The constraint being prices on hardware!

e.g. my family bought a 486 with 4MB of RAM in Jan. 1995. Upgraded to 8MB to be able to properly use Office 4.2 in April or so - cost, $250CAD. Upgraded to 95 on Aug. 24, it ran fine enough with the 8 megs of RAM. Eventually upgraded that machine again to 20 megs when the RAM prices had dropped quite a bit two years later or so. By that point it was trying to run Netscrape 4.0...

I don't know if that Cyrix 486DX2/50 would have been okay from a CPU performance standpoint for NT 3.51 (or the next year's NT 4), but you'd probably have needed 16MB of RAM. Two slots of memory, you'd probably be looking at $1000CAD in RAM.

I wouldn't have suggested to buy NT 4.0 for a PC that predated Win95. That would be strange to buy an OS and not get use out of it because you didn't budget the hardware upgrade.

People upgraded PCs with RAM too -- 9x or NT. They knew what they were getting into. Or they got someone to help them. I supported home users essentially without much money to burn, no one spent $1000 just on RAM, but yet there were PCs with NT around, so something is not quite right about what you are saying. Maybe for the early 90's for that much RAM, not late 90's.

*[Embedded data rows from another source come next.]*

//! # colloquy-core
//!
//! Core types, traits, and abstractions for the colloquy analysis pipeline.
//!
//! This crate provides the foundational data structures and trait definitions
//! that the other colloquy crates depend on: analysis job models, insight
//! records, store traits, the error taxonomy, and the pipeline event bus.

pub mod defaults;
pub mod error;
pub mod events;
pub mod logging;
pub mod models;
pub mod traits;
pub mod uuid_utils;

// Re-export commonly used types at crate root
pub use error::{Error, ErrorKind, Result};
pub use events::{EventBus, PipelineEvent};
pub use models::*;
pub use traits::*;
pub use uuid_utils::new_v7;
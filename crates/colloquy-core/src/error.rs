//! Error types and the classified taxonomy for colloquy.

use serde::Serialize;
use thiserror::Error;

/// Result type alias using colloquy's Error type.
pub type Result<T> = std::result::Result<T, Error>;

/// Core error type for colloquy operations.
#[derive(Error, Debug)]
pub enum Error {
    /// Remote analysis call faulted (non-success response, provider-side failure)
    #[error("API error: {0}")]
    Api(String),

    /// Provider returned a success envelope that is empty or malformed
    #[error("Validation error: {0}")]
    Validation(String),

    /// Raw analysis payload could not be parsed into any insight block
    #[error("Parse error: {0}")]
    Parse(String),

    /// Transport-level failure reaching the provider
    #[error("Network error: {0}")]
    Network(String),

    /// Database operation failed (wraps sqlx::Error)
    #[error("Database error: {0}")]
    Database(#[from] sqlx::Error),

    /// Resource not found
    #[error("Not found: {0}")]
    NotFound(String),

    /// Configuration error
    #[error("Configuration error: {0}")]
    Config(String),

    /// Serialization/deserialization error
    #[error("Serialization error: {0}")]
    Serialization(String),

    /// Internal error
    #[error("Internal error: {0}")]
    Internal(String),

    /// File I/O operation failed
    #[error("I/O error: {0}")]
    Io(#[from] std::io::Error),
}

impl From<serde_json::Error> for Error {
    fn from(e: serde_json::Error) -> Self {
        Error::Serialization(e.to_string())
    }
}

impl From<reqwest::Error> for Error {
    fn from(e: reqwest::Error) -> Self {
        if e.is_connect() || e.is_timeout() {
            Error::Network(e.to_string())
        } else {
            Error::Api(e.to_string())
        }
    }
}

/// The classified error kinds surfaced to observers.
///
/// Both the job path and the extraction path report failures through this
/// taxonomy. Enrichment-step failures (tag/provenance attachment) are logged
/// only and never classified.
#[derive(Debug, Clone, Copy, PartialEq, Eq, Serialize)]
#[serde(rename_all = "snake_case")]
pub enum ErrorKind {
    ApiError,
    ValidationError,
    ParseError,
    NetworkError,
    DbError,
}

impl ErrorKind {
    /// Stable string form used in events and logs.
    pub fn as_str(&self) -> &'static str {
        match self {
            ErrorKind::ApiError => "api_error",
            ErrorKind::ValidationError => "validation_error",
            ErrorKind::ParseError => "parse_error",
            ErrorKind::NetworkError => "network_error",
            ErrorKind::DbError => "db_error",
        }
    }
}

impl std::fmt::Display for ErrorKind {
    fn fmt(&self, f: &mut std::fmt::Formatter<'_>) -> std::fmt::Result {
        f.write_str(self.as_str())
    }
}

impl Error {
    /// Classify this error into the surfaced taxonomy.
    ///
    /// Returns `None` for errors outside the taxonomy (`Internal`, `Config`,
    /// `NotFound`, `Io`); callers reporting to observers fall back to
    /// [`ErrorKind::ApiError`] so the observer contract stays closed.
    pub fn kind(&self) -> Option<ErrorKind> {
        match self {
            Error::Api(_) => Some(ErrorKind::ApiError),
            Error::Validation(_) | Error::Serialization(_) => Some(ErrorKind::ValidationError),
            Error::Parse(_) => Some(ErrorKind::ParseError),
            Error::Network(_) => Some(ErrorKind::NetworkError),
            Error::Database(_) => Some(ErrorKind::DbError),
            _ => None,
        }
    }

    /// Classify with the observer-facing fallback applied.
    pub fn kind_or_default(&self) -> ErrorKind {
        self.kind().unwrap_or(ErrorKind::ApiError)
    }
}

#[cfg(test)]
mod tests {
    use super::*;

    #[test]
    fn test_error_display_api() {
        let err = Error::Api("provider returned 500".to_string());
        assert_eq!(err.to_string(), "API error: provider returned 500");
    }

    #[test]
    fn test_error_display_validation() {
        let err = Error::Validation("empty response".to_string());
        assert_eq!(err.to_string(), "Validation error: empty response");
    }

    #[test]
    fn test_error_display_parse() {
        let err = Error::Parse("no blocks".to_string());
        assert_eq!(err.to_string(), "Parse error: no blocks");
    }

    #[test]
    fn test_error_display_network() {
        let err = Error::Network("connection refused".to_string());
        assert_eq!(err.to_string(), "Network error: connection refused");
    }

    #[test]
    fn test_error_kind_taxonomy() {
        assert_eq!(
            Error::Api("x".into()).kind(),
            Some(ErrorKind::ApiError)
        );
        assert_eq!(
            Error::Validation("x".into()).kind(),
            Some(ErrorKind::ValidationError)
        );
        assert_eq!(Error::Parse("x".into()).kind(), Some(ErrorKind::ParseError));
        assert_eq!(
            Error::Network("x".into()).kind(),
            Some(ErrorKind::NetworkError)
        );
    }

    #[test]
    fn test_error_kind_unclassified() {
        assert_eq!(Error::Internal("x".into()).kind(), None);
        assert_eq!(Error::Config("x".into()).kind(), None);
        assert_eq!(Error::NotFound("x".into()).kind(), None);
    }

    #[test]
    fn test_error_kind_fallback() {
        assert_eq!(
            Error::Internal("x".into()).kind_or_default(),
            ErrorKind::ApiError
        );
        assert_eq!(
            Error::Parse("x".into()).kind_or_default(),
            ErrorKind::ParseError
        );
    }

    #[test]
    fn test_error_kind_strings() {
        assert_eq!(ErrorKind::ApiError.as_str(), "api_error");
        assert_eq!(ErrorKind::ValidationError.as_str(), "validation_error");
        assert_eq!(ErrorKind::ParseError.as_str(), "parse_error");
        assert_eq!(ErrorKind::NetworkError.as_str(), "network_error");
        assert_eq!(ErrorKind::DbError.as_str(), "db_error");
    }

    #[test]
    fn test_error_kind_strings_are_unique() {
        let kinds = [
            ErrorKind::ApiError,
            ErrorKind::ValidationError,
            ErrorKind::ParseError,
            ErrorKind::NetworkError,
            ErrorKind::DbError,
        ];
        let mut strings: Vec<&str> = kinds.iter().map(|k| k.as_str()).collect();
        strings.sort();
        strings.dedup();
        assert_eq!(strings.len(), kinds.len());
    }

    #[test]
    fn test_from_serde_json_error() {
        let json_err = serde_json::from_str::<i32>("not a number").unwrap_err();
        let err: Error = json_err.into();
        match err {
            Error::Serialization(msg) => assert!(!msg.is_empty()),
            _ => panic!("Expected Serialization error"),
        }
    }

    #[test]
    fn test_error_is_send_sync() {
        fn assert_send<T: Send>() {}
        fn assert_sync<T: Sync>() {}

        assert_send::<Error>();
        assert_sync::<Error>();
    }

    #[test]
    fn test_error_kind_serializes_snake_case() {
        let json = serde_json::to_string(&ErrorKind::ParseError).unwrap();
        assert_eq!(json, "\"parse_error\"");
    }
}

I have PCs sitting right here from work I did in those days. One that ran NT4 and another that ran Win98. They are essentially the same. So you must not be familiar with NT in those days. All I can say is usually the release of the Microsoft OS came with a bump of system requirements. So upgrading was usually expected. These machines went out of service when 2000/XP came along, because they bought hardware for the new OS. It's what people did.

It was cool hearing and seeing NT4 in action when it was the current version. But I never used it at home. Yes, people liked it for being stable. It was the future arrived, and Microsoft was promising that it would be the main kernel very shortly, so it was a turning point, even if it wasn't meant for everyone yet due to Microsoft's rollout plan, it showed it was working and very viable.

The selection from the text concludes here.